Asl VCO. Cresce l’attività dell’emodinamica

Asl VCO. Cresce l’attività dell’emodinamica

Asl VCO. Cresce l’attività dell’emodinamica
Lo sviluppo dell’attività dal 2014 ha permesso di ridurre la mobilità passiva. Nelle altre sedi piemontesi il numero di pazienti residenti nell’Asl VCO si è costantemente ridotto passando dal 52,2% del 2013 all’attuale 7,5%. I pazienti residenti nell’Asl VCO che si rivolgono a strutture extraregionali sono rimasti sostanzialmente costanti dal 2013 al 2017.

Dal 2014 ad oggi l’attività di emodinamica dell’Asl VCO è costantemente in aumento a fronte di una stabilità del numero complessivo di interventi. Come dimostrano i dati illustrati dalla Asl in una nota. La mobilità verso altre strutture regionali, spiega la nota, si è fortemente contratta e, in questo ambito, la collaborazione con l’Asl di Novara è assai intensa e i pazienti con problematiche cliniche particolari vengono indirizzati alla stessa Azienda Ospedaliera.

Nelle altre sedi piemontesi il numero di pazienti residenti nell’Asl VCO si è costantemente ridotto passando dal 52,2% del 2013 all’attuale 7,5%.

I pazienti residenti nell’Asl VCO che si rivolgono a strutture extraregionali sono rimasti sostanzialmente costanti dal 2013 al 2017.

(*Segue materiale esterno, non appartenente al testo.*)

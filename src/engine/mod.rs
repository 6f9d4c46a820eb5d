// Copyright (c) 2025 Soumyadip Sarkar.
// All rights reserved.
//
// This source code is licensed under the license found in the
// LICENSE file in the root directory of this source tree.

pub mod allocation;
pub mod enrichment;
pub mod insights;
pub mod projection;
pub mod recurring;
pub mod retirement;

use rust_decimal::{Decimal, MathematicalOps};

/// Equivalent monthly rate for an effective annual rate: `(1 + r)^(1/12) - 1`.
pub fn monthly_rate(annual_rate: Decimal) -> Decimal {
    if annual_rate.is_zero() {
        return Decimal::ZERO;
    }
    let twelfth = Decimal::ONE / Decimal::from(12);
    (Decimal::ONE + annual_rate).powd(twelfth) - Decimal::ONE
}

/// `principal × (1 + rate)^years`, with fractional years allowed.
pub fn compound(principal: Decimal, annual_rate: Decimal, years: Decimal) -> Decimal {
    if years <= Decimal::ZERO || annual_rate.is_zero() {
        return principal;
    }
    principal * (Decimal::ONE + annual_rate).powd(years)
}

/// Percentage of `used` against `limit`; a zero limit reports 0 rather than dividing.
pub fn percent_of(used: Decimal, limit: Decimal) -> Decimal {
    if limit.is_zero() {
        return Decimal::ZERO;
    }
    used / limit * Decimal::ONE_HUNDRED
}

#[cfg(test)]
mod tests {
    use super::*;

    #[test]
    fn monthly_rate_compounds_back_to_annual() {
        let annual = Decimal::new(95, 3);
        let m = monthly_rate(annual);
        let back = (Decimal::ONE + m).powi(12) - Decimal::ONE;
        assert!((back - annual).abs() < Decimal::new(1, 6), "got {}", back);
        assert!(m > Decimal::new(75, 4) && m < Decimal::new(77, 4));
    }

    #[test]
    fn compound_with_non_positive_horizon_is_identity() {
        let p = Decimal::from(1000);
        assert_eq!(compound(p, Decimal::new(1, 1), Decimal::ZERO), p);
        assert_eq!(compound(p, Decimal::new(1, 1), Decimal::from(-2)), p);
    }

    #[test]
    fn percent_of_zero_limit_is_zero() {
        assert_eq!(percent_of(Decimal::from(50), Decimal::ZERO), Decimal::ZERO);
        assert_eq!(
            percent_of(Decimal::from(700), Decimal::from(1000)),
            Decimal::from(70)
        );
    }
}
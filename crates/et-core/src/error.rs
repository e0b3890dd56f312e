//! Error types for et-core commands.

use crate::exit_codes::ExitCode;
use et_config::ConfigError;
use thiserror::Error;

/// Result type alias for et-core operations.
pub type Result<T> = std::result::Result<T, CoreError>;

/// Errors surfaced by CLI commands.
#[derive(Error, Debug)]
pub enum CoreError {
    /// Settings could not be loaded.
    #[error(transparent)]
    Config(#[from] ConfigError),

    /// The exception log could not be read.
    #[error("failed to read input {name}: {source}")]
    Input {
        name: String,
        #[source]
        source: std::io::Error,
    },

    /// stdout could not be written.
    #[error("failed to write output: {0}")]
    Output(#[source] std::io::Error),

    /// A payload could not be serialized.
    #[error("failed to serialize output: {0}")]
    Serialize(#[from] serde_json::Error),
}

impl CoreError {
    /// Exit code reported for this error.
    pub fn exit_code(&self) -> ExitCode {
        match self {
            CoreError::Config(_) => ExitCode::ConfigError,
            CoreError::Input { .. } | CoreError::Output(_) => ExitCode::IoError,
            CoreError::Serialize(_) => ExitCode::InternalError,
        }
    }
}
//! Exit codes for the et-core CLI.
//!
//! Exit code ranges:
//! - 0: Success
//! - 2: Invalid arguments (reported by clap)
//! - 10-19: User/environment errors (recoverable by user action)
//! - 20-29: Internal errors (bugs, should be reported)

/// Exit codes for et-core operations.
#[derive(Debug, Clone, Copy, PartialEq, Eq)]
#[repr(i32)]
pub enum ExitCode {
    /// Success
    Clean = 0,

    /// Settings file missing, malformed or invalid
    ConfigError = 11,

    /// Input could not be read or output could not be written
    IoError = 12,

    /// Internal error
    InternalError = 20,
}

impl ExitCode {
    pub fn as_i32(self) -> i32 {
        self as i32
    }
}

impl From<ExitCode> for i32 {
    fn from(code: ExitCode) -> Self {
        code.as_i32()
    }
}
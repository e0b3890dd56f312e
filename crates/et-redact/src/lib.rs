//! Username anonymization for extension exception logs.
//!
//! Exception logs collected by the extension host embed absolute paths such as
//! `C:\Users\alice\.vscode\extensions\...` or `/home/alice/.vscode/...`. Before
//! such a log may be attached to a telemetry event, every occurrence of the
//! current account name has to be removed.
//!
//! # Guarantees
//!
//! - **Separator-agnostic**: matching is plain substring scanning, so `/` and
//!   `\` paths, drive-letter and root-slash prefixes are handled identically.
//! - **No leakage**: for a non-empty username the output never contains it.
//!   A username that the marker itself would re-form (`anon` inside
//!   `<anonymized>`) gets one of the fallback markers instead.
//! - **Identity on empty username**: nothing is redacted.
//! - **Idempotent**: anonymizing an anonymized log is a no-op.
//!
//! # Example
//!
//! ```
//! use et_redact::anonymize;
//!
//! let log = "\tat activate (/home/alice/.vscode/extension.js:46:12)";
//! let out = anonymize(log, "alice");
//! assert_eq!(out, "\tat activate (/home/<anonymized>/.vscode/extension.js:46:12)");
//! ```

pub mod anonymize;

pub use anonymize::{anonymize, Anonymized, LogAnonymizer, DEFAULT_MARKER, FALLBACK_MARKERS};
//! CLI tests for et-core against real extension directories.
//!
//! Verifies stdout payloads, exit codes and that the username never reaches
//! stdout or stderr.

use assert_cmd::Command;
use predicates::prelude::*;
use std::fs;
use tempfile::TempDir;

const USERNAME: &str = "usernameToAnonymize";

/// Get a Command for the et-core binary with a hermetic environment.
fn et_core(config_dir: &TempDir) -> Command {
    let mut cmd = Command::cargo_bin("et-core").expect("et-core binary should exist");
    cmd.env_remove("ET_SETTINGS")
        .env_remove("ET_EXTENSION_DIR")
        .env_remove("ET_LOG_FILTER")
        .env("ET_CONFIG_DIR", config_dir.path())
        .env("ET_LOG", "debug");
    cmd
}

fn extension_with_key(content: &str) -> TempDir {
    let dir = TempDir::new().expect("tempdir");
    fs::create_dir_all(dir.path().join("resources")).unwrap();
    fs::write(dir.path().join("resources").join("TELEMETRY_KEY"), content).unwrap();
    dir
}

/// Directory `<tmp>/home/usernameToAnonymize`, the way account names show up
/// in real paths.
fn home_of_user(root: &TempDir) -> std::path::PathBuf {
    let home = root.path().join("home").join(USERNAME);
    fs::create_dir_all(&home).unwrap();
    home
}

fn stack_trace() -> String {
    format!(
        "Error: ENOENT: no such file or directory, scandir 'test'\n\
         \tat Object.readdirSync (fs.js:795:3)\n\
         \tat activate (C:\\Users\\{u}folder1\\folder2\\someFile.js:46:12)\n\
         \tat processTicksAndRejections (/Users/{u}/folder2/someFile.js:85:5)\n",
        u = USERNAME
    )
}

mod anonymize {
    use super::*;

    #[test]
    fn stdin_is_anonymized() {
        let cfg = TempDir::new().unwrap();
        et_core(&cfg)
            .args(["anonymize", "--username", USERNAME])
            .write_stdin(stack_trace())
            .assert()
            .success()
            .stdout(predicate::str::contains(USERNAME).not())
            .stdout(predicate::str::contains("\tat Object.readdirSync (fs.js:795:3)\n"))
            .stdout(predicate::str::contains("C:\\Users\\<anonymized>folder1"))
            .stderr(predicate::str::contains(USERNAME).not());
    }

    #[test]
    fn file_input_with_custom_marker() {
        let cfg = TempDir::new().unwrap();
        fs::write(cfg.path().join("settings.json"), r#"{"marker": "[user]"}"#).unwrap();
        let log = cfg.path().join("error.log");
        fs::write(&log, stack_trace()).unwrap();

        et_core(&cfg)
            .args(["anonymize", "--username", USERNAME, "--input"])
            .arg(&log)
            .assert()
            .success()
            .stdout(predicate::str::contains("/Users/[user]/folder2"));
    }

    #[test]
    fn missing_input_file_is_io_error() {
        let cfg = TempDir::new().unwrap();
        et_core(&cfg)
            .args(["anonymize", "--username", "x", "--input", "/no/such/error.log"])
            .assert()
            .code(12)
            .stderr(predicate::str::contains("failed to read input"));
    }

    #[test]
    fn invalid_utf8_input_is_anonymized() {
        let cfg = TempDir::new().unwrap();
        let log = cfg.path().join("error.log");
        let mut bytes = b"at /home/".to_vec();
        bytes.extend_from_slice(USERNAME.as_bytes());
        bytes.extend_from_slice(b"/a.js \xff\xfe tail\n");
        fs::write(&log, bytes).unwrap();

        et_core(&cfg)
            .args(["anonymize", "--username", USERNAME, "--input"])
            .arg(&log)
            .assert()
            .success()
            .stdout(predicate::str::contains("at /home/<anonymized>/a.js"))
            .stdout(predicate::str::contains("\u{FFFD}"))
            .stdout(predicate::str::contains(" tail\n"))
            .stdout(predicate::str::contains(USERNAME).not());
    }

    #[test]
    fn invalid_utf8_stdin_is_anonymized() {
        let cfg = TempDir::new().unwrap();
        let mut bytes = USERNAME.as_bytes().to_vec();
        bytes.push(0xc3);
        et_core(&cfg)
            .args(["anonymize", "--username", USERNAME])
            .write_stdin(bytes)
            .assert()
            .success()
            .stdout("<anonymized>\u{FFFD}");
    }

    #[test]
    fn empty_username_is_identity() {
        let cfg = TempDir::new().unwrap();
        et_core(&cfg)
            .args(["anonymize", "--username", ""])
            .write_stdin(stack_trace())
            .assert()
            .success()
            .stdout(stack_trace());
    }
}

mod key {
    use super::*;

    #[test]
    fn valid_key_is_reported_without_value() {
        let cfg = TempDir::new().unwrap();
        let ext = extension_with_key("secret-key-id\n");

        let output = et_core(&cfg)
            .arg("--extension-dir")
            .arg(ext.path())
            .arg("key")
            .output()
            .unwrap();
        assert!(output.status.success());

        let json: serde_json::Value = serde_json::from_slice(&output.stdout).unwrap();
        assert_eq!(json["valid"], true);
        assert_eq!(json["encoding"], "plain");
        assert!(json.get("key").is_none());
    }

    #[test]
    fn show_prints_key() {
        let cfg = TempDir::new().unwrap();
        let ext = extension_with_key("secret-key-id");

        et_core(&cfg)
            .arg("--extension-dir")
            .arg(ext.path())
            .args(["key", "--show"])
            .assert()
            .success()
            .stdout(predicate::str::contains("\"key\": \"secret-key-id\""));
    }

    #[test]
    fn key_encoding_flag_overrides_settings() {
        let cfg = TempDir::new().unwrap();
        // "secret-key-id"
        let ext = extension_with_key("c2VjcmV0LWtleS1pZA==");

        et_core(&cfg)
            .arg("--extension-dir")
            .arg(ext.path())
            .args(["--key-encoding", "base64", "key", "--show"])
            .assert()
            .success()
            .stdout(predicate::str::contains("\"encoding\": \"base64\""))
            .stdout(predicate::str::contains("\"key\": \"secret-key-id\""));
    }

    #[test]
    fn unknown_key_encoding_is_rejected() {
        let cfg = TempDir::new().unwrap();
        et_core(&cfg)
            .args(["--key-encoding", "rot13", "key"])
            .assert()
            .code(2)
            .stderr(predicate::str::contains("unknown key encoding"));
    }

    #[test]
    fn missing_key_reports_sentinel() {
        let cfg = TempDir::new().unwrap();
        let ext = TempDir::new().unwrap();

        et_core(&cfg)
            .arg("--extension-dir")
            .arg(ext.path())
            .args(["key", "--show"])
            .assert()
            .success()
            .stdout(predicate::str::contains("\"valid\": false"))
            .stdout(predicate::str::contains("INVALID_INSTRUMENTATION_KEY"));
    }
}

mod report {
    use super::*;

    #[test]
    fn report_contains_anonymized_log_and_key() {
        let cfg = TempDir::new().unwrap();
        let ext = extension_with_key("secret-key-id");

        let output = et_core(&cfg)
            .arg("--extension-dir")
            .arg(ext.path())
            .args(["report", "--username", USERNAME])
            .write_stdin(stack_trace())
            .output()
            .unwrap();
        assert!(output.status.success());

        let stdout = String::from_utf8(output.stdout).unwrap();
        assert!(!stdout.contains(USERNAME));

        let json: serde_json::Value = serde_json::from_str(&stdout).unwrap();
        assert_eq!(json["instrumentation_key"], "secret-key-id");
        assert_eq!(json["key_valid"], true);
        assert_eq!(json["redacted_occurrences"], 2);
        assert!(json["report_id"].as_str().unwrap().starts_with("rpt-"));
    }

    #[test]
    fn jsonl_logs_stay_on_stderr() {
        let cfg = TempDir::new().unwrap();
        let ext = TempDir::new().unwrap();

        let output = et_core(&cfg)
            .arg("--extension-dir")
            .arg(ext.path())
            .args(["--log-format", "jsonl", "report", "--username", USERNAME])
            .write_stdin(stack_trace())
            .output()
            .unwrap();
        assert!(output.status.success());

        let stdout: serde_json::Value = serde_json::from_slice(&output.stdout).unwrap();
        assert_eq!(stdout["key_valid"], false);

        let stderr = String::from_utf8(output.stderr).unwrap();
        assert!(!stderr.contains(USERNAME));
        for line in stderr.lines().filter(|l| !l.trim().is_empty()) {
            assert!(
                serde_json::from_str::<serde_json::Value>(line).is_ok(),
                "non-JSON log line: {}",
                line
            );
        }
    }
}

mod logging {
    use super::*;

    const LEVELS: [&str; 5] = ["TRACE", "DEBUG", "INFO", "WARN", "ERROR"];

    #[test]
    fn no_timestamps_starts_lines_with_level() {
        let cfg = TempDir::new().unwrap();
        let output = et_core(&cfg)
            .args(["--no-timestamps", "anonymize", "--username", USERNAME])
            .write_stdin(stack_trace())
            .output()
            .unwrap();
        assert!(output.status.success());

        let stderr = String::from_utf8(output.stderr).unwrap();
        assert!(stderr.contains("anonymized exception log"));
        for line in stderr.lines().filter(|l| !l.trim().is_empty()) {
            let first = line.split_whitespace().next().unwrap_or_default();
            assert!(LEVELS.contains(&first), "line without leading level: {}", line);
        }
    }

    #[test]
    fn timestamps_by_default() {
        let cfg = TempDir::new().unwrap();
        let output = et_core(&cfg)
            .args(["anonymize", "--username", USERNAME])
            .write_stdin(stack_trace())
            .output()
            .unwrap();
        assert!(output.status.success());

        let stderr = String::from_utf8(output.stderr).unwrap();
        let line = stderr
            .lines()
            .find(|l| l.contains("anonymized exception log"))
            .expect("info line");
        let first = line.split_whitespace().next().unwrap_or_default();
        assert!(!LEVELS.contains(&first), "expected a timestamp: {}", line);
    }
}

/// Account names inside paths must not reach stderr, whether they appear in
/// log fields or in error messages.
mod stderr_privacy {
    use super::*;

    #[test]
    fn missing_input_under_home_dir() {
        let cfg = TempDir::new().unwrap();
        let missing = home_of_user(&cfg).join("missing.log");

        et_core(&cfg)
            .env("ET_USERNAME", USERNAME)
            .args(["-v", "anonymize", "--input"])
            .arg(&missing)
            .assert()
            .code(12)
            .stderr(predicate::str::contains("failed to read input"))
            .stderr(predicate::str::contains("home/<anonymized>/missing.log"))
            .stderr(predicate::str::contains(USERNAME).not());
    }

    #[test]
    fn input_under_home_dir_with_verbose_logging() {
        let cfg = TempDir::new().unwrap();
        let log = home_of_user(&cfg).join("error.log");
        fs::write(&log, stack_trace()).unwrap();

        et_core(&cfg)
            .env("ET_USERNAME", USERNAME)
            .args(["-vv", "report", "--input"])
            .arg(&log)
            .assert()
            .success()
            .stdout(predicate::str::contains(USERNAME).not())
            .stderr(predicate::str::contains("reading exception log"))
            .stderr(predicate::str::contains(USERNAME).not());
    }

    #[test]
    fn explicit_username_is_also_stripped() {
        let cfg = TempDir::new().unwrap();
        let missing = home_of_user(&cfg).join("missing.log");

        et_core(&cfg)
            .env("ET_USERNAME", "someoneElse")
            .args(["anonymize", "--username", USERNAME, "--input"])
            .arg(&missing)
            .assert()
            .code(12)
            .stderr(predicate::str::contains(USERNAME).not());
    }

    #[test]
    fn extension_dir_under_home_dir_jsonl() {
        let cfg = TempDir::new().unwrap();
        let ext = home_of_user(&cfg).join(".vscode").join("ext");
        fs::create_dir_all(ext.join("resources")).unwrap();
        fs::write(ext.join("resources").join("TELEMETRY_KEY"), "k-1").unwrap();

        let output = et_core(&cfg)
            .env("ET_USERNAME", USERNAME)
            .arg("--extension-dir")
            .arg(&ext)
            .args(["-v", "--log-format", "jsonl", "key"])
            .output()
            .unwrap();
        assert!(output.status.success());

        let stderr = String::from_utf8(output.stderr).unwrap();
        assert!(stderr.contains("resolved telemetry key"));
        assert!(!stderr.contains(USERNAME), "username on stderr: {}", stderr);
        for line in stderr.lines().filter(|l| !l.trim().is_empty()) {
            assert!(
                serde_json::from_str::<serde_json::Value>(line).is_ok(),
                "non-JSON log line: {}",
                line
            );
        }
    }

    #[test]
    fn settings_error_under_home_dir() {
        let cfg = TempDir::new().unwrap();
        let settings = home_of_user(&cfg).join("settings.json");
        fs::write(&settings, "not json").unwrap();

        et_core(&cfg)
            .env("ET_USERNAME", USERNAME)
            .arg("--settings")
            .arg(&settings)
            .arg("config")
            .assert()
            .code(11)
            .stderr(predicate::str::contains("failed to parse"))
            .stderr(predicate::str::contains(USERNAME).not());
    }
}

mod config {
    use super::*;

    #[test]
    fn defaults_from_config_dir() {
        let cfg = TempDir::new().unwrap();
        fs::write(cfg.path().join("settings.json"), "{}").unwrap();

        et_core(&cfg)
            .arg("config")
            .assert()
            .success()
            .stdout(predicate::str::contains("\"source\": \"environment variable\""))
            .stdout(predicate::str::contains("\"marker\": \"<anonymized>\""));
    }

    #[test]
    fn invalid_settings_exit_code() {
        let cfg = TempDir::new().unwrap();
        let bad = cfg.path().join("bad.json");
        fs::write(&bad, r#"{"key_path": "/etc/TELEMETRY_KEY"}"#).unwrap();

        et_core(&cfg)
            .arg("--settings")
            .arg(&bad)
            .arg("config")
            .assert()
            .code(11)
            .stderr(predicate::str::contains("invalid settings"));
    }

    #[test]
    fn key_path_outside_extension_is_rejected() {
        let cfg = TempDir::new().unwrap();
        fs::write(
            cfg.path().join("settings.json"),
            r#"{"key_path": "../../TELEMETRY_KEY"}"#,
        )
        .unwrap();

        et_core(&cfg)
            .arg("config")
            .assert()
            .code(11)
            .stderr(predicate::str::contains("inside the extension root"));
    }

    #[test]
    fn unknown_command_fails() {
        let cfg = TempDir::new().unwrap();
        et_core(&cfg)
            .arg("nonexistent-command")
            .assert()
            .failure()
            .stderr(predicate::str::contains("error"));
    }
}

Nell’ottobre del 2015 si era passati da 2 a 3 giorni di attività. Lo sviluppo dell’attività da 3 a 5 giorni la settimana, attivato dal 2 novembre, permetterà di ridurre gli attuali tempi di attesa per le coronarografie in classe A, attualmente a poco meno di un mese, e quelle in classe B, attualmente a 50 giorni che potranno scendere a 40.

Il prossimo obiettivo sarà quello di garantire l’attività dell’emodinamica 7 giorni su 7 e con la reperibilità 24 ore su 24.

Da un punto di vista tariffario lo sviluppo dell’attività dal 2014 ha permesso di ridurre la mobilità passiva dai 7,188 milioni del 2013 ai 3,808 milioni del 1° semestre 2017.


Nella nota, il Direttore Generale Dott. Giovanni Caruso sottolinea come “l’impegno del Direttore della SOC Cardiologia Dott. Alessandro Lupi, dei suoi collaboratori e di tutto il personale della Struttura abbia consentito non solo di migliorare i risultati evidenziati ma di ampliare il servizio di emodinamica, come ci si era prefissi, e con la convinzione che si arriverà in tempi brevi alla completa copertura dei 7 giorni. Il servizio sta ottenendo significativi risultati anche di innovazione tecnologica con l’utilizzo di pratiche di intervento innovative e meno invasive a favore dei pazienti cardiopatici”.

E’ inserito nella programmazione dei prossimi acquisti un nuovo angiografo che garantirà ulteriori livelli prestazionali con attenzione alla sicurezza dei pazienti.